## What to do
The response has to be every entry, printed word for word.

## Stored data
====
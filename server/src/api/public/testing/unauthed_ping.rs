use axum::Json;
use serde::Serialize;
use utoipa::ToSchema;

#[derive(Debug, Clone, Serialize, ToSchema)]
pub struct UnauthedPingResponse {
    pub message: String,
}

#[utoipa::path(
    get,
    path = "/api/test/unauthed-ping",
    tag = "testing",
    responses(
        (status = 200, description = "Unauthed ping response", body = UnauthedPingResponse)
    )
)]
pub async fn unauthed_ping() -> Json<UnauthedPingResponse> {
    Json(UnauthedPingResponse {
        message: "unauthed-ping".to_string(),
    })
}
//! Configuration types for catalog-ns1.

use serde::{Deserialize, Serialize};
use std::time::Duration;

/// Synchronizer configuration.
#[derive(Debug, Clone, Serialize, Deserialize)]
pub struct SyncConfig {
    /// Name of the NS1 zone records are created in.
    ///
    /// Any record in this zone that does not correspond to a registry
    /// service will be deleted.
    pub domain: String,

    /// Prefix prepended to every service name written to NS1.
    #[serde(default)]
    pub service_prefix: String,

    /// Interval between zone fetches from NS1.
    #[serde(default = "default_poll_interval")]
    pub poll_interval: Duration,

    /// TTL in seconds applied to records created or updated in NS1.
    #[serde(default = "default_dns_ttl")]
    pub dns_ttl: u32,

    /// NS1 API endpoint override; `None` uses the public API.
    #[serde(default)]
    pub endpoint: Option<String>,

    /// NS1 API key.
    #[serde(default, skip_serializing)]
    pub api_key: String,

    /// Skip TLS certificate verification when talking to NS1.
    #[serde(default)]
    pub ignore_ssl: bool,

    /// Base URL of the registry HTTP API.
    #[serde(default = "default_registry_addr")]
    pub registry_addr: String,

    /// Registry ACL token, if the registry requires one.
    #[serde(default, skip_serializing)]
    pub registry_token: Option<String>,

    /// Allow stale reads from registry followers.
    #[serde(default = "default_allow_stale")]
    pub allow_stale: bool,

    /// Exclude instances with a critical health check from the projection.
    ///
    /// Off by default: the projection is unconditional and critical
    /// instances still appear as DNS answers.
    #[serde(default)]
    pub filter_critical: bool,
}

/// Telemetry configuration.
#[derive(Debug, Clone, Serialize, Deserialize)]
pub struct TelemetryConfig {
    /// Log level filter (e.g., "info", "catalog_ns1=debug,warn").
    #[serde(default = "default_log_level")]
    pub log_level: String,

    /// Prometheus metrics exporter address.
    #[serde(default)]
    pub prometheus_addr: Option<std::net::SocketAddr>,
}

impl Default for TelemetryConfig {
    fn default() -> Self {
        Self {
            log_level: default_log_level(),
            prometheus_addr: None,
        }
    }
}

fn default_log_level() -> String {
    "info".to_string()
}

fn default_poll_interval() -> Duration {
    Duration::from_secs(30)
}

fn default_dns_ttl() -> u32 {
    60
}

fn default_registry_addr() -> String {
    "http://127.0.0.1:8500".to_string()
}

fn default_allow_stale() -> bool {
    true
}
====
## Response area
filename server/src/api/public/testing/unauthed_ping.rs
use axum::Json;
use serde::Serialize;
use utoipa::ToSchema;

#[derive(Debug, Clone, Serialize, ToSchema)]
pub struct UnauthedPingResponse {
    pub message: String,
}

#[utoipa::path(
    get,
    path = "/api/test/unauthed-ping",
    tag = "testing",
    responses(
        (status = 200, description = "Unauthed ping response", body = UnauthedPingResponse)
    )
)]
pub async fn unauthed_ping() -> Json<UnauthedPingResponse> {
    Json(UnauthedPingResponse {
        message: "unauthed-ping".to_string(),
    })
}
//! Configuration types for catalog-ns1.

use serde::{Deserialize, Serialize};
use std::time::Duration;

/// Synchronizer configuration.
#[derive(Debug, Clone, Serialize, Deserialize)]
pub struct SyncConfig {
    /// Name of the NS1 zone records are created in.
    ///
    /// Any record in this zone that does not correspond to a registry
    /// service will be deleted.
    pub domain: String,

    /// Prefix prepended to every service name written to NS1.
    #[serde(default)]
    pub service_prefix: String,

    /// Interval between zone fetches from NS1.
    #[serde(default = "default_poll_interval")]
    pub poll_interval: Duration,

    /// TTL in seconds applied to records created or updated in NS1.
    #[serde(default = "default_dns_ttl")]
    pub dns_ttl: u32,

    /// NS1 API endpoint override; `None` uses the public API.
    #[serde(default)]
    pub endpoint: Option<String>,

    /// NS1 API key.
    #[serde(default, skip_serializing)]
    pub api_key: String,

    /// Skip TLS certificate verification when talking to NS1.
    #[serde(default)]
    pub ignore_ssl: bool,

    /// Base URL of the registry HTTP API.
    #[serde(default = "default_registry_addr")]
    pub registry_addr: String,

    /// Registry ACL token, if the registry requires one.
    #[serde(default, skip_serializing)]
    pub registry_token: Option<String>,

    /// Allow stale reads from registry followers.
    #[serde(default = "default_allow_stale")]
    pub allow_stale: bool,

    /// Exclude instances with a critical health check from the projection.
    ///
    /// Off by default: the projection is unconditional and critical
    /// instances still appear as DNS answers.
    #[serde(default)]
    pub filter_critical: bool,
}

/// Telemetry configuration.
#[derive(Debug, Clone, Serialize, Deserialize)]
pub struct TelemetryConfig {
    /// Log level filter (e.g., "info", "catalog_ns1=debug,warn").
    #[serde(default = "default_log_level")]
    pub log_level: String,

    /// Prometheus metrics exporter address.
    #[serde(default)]
    pub prometheus_addr: Option<std::net::SocketAddr>,
}

impl Default for TelemetryConfig {
    fn default() -> Self {
        Self {
            log_level: default_log_level(),
            prometheus_addr: None,
        }
    }
}

fn default_log_level() -> String {
    "info".to_string()
}

fn default_poll_interval() -> Duration {
    Duration::from_secs(30)
}

fn default_dns_ttl() -> u32 {
    60
}

fn default_registry_addr() -> String {
    "http://127.0.0.1:8500".to_string()
}

fn default_allow_stale() -> bool {
    true
}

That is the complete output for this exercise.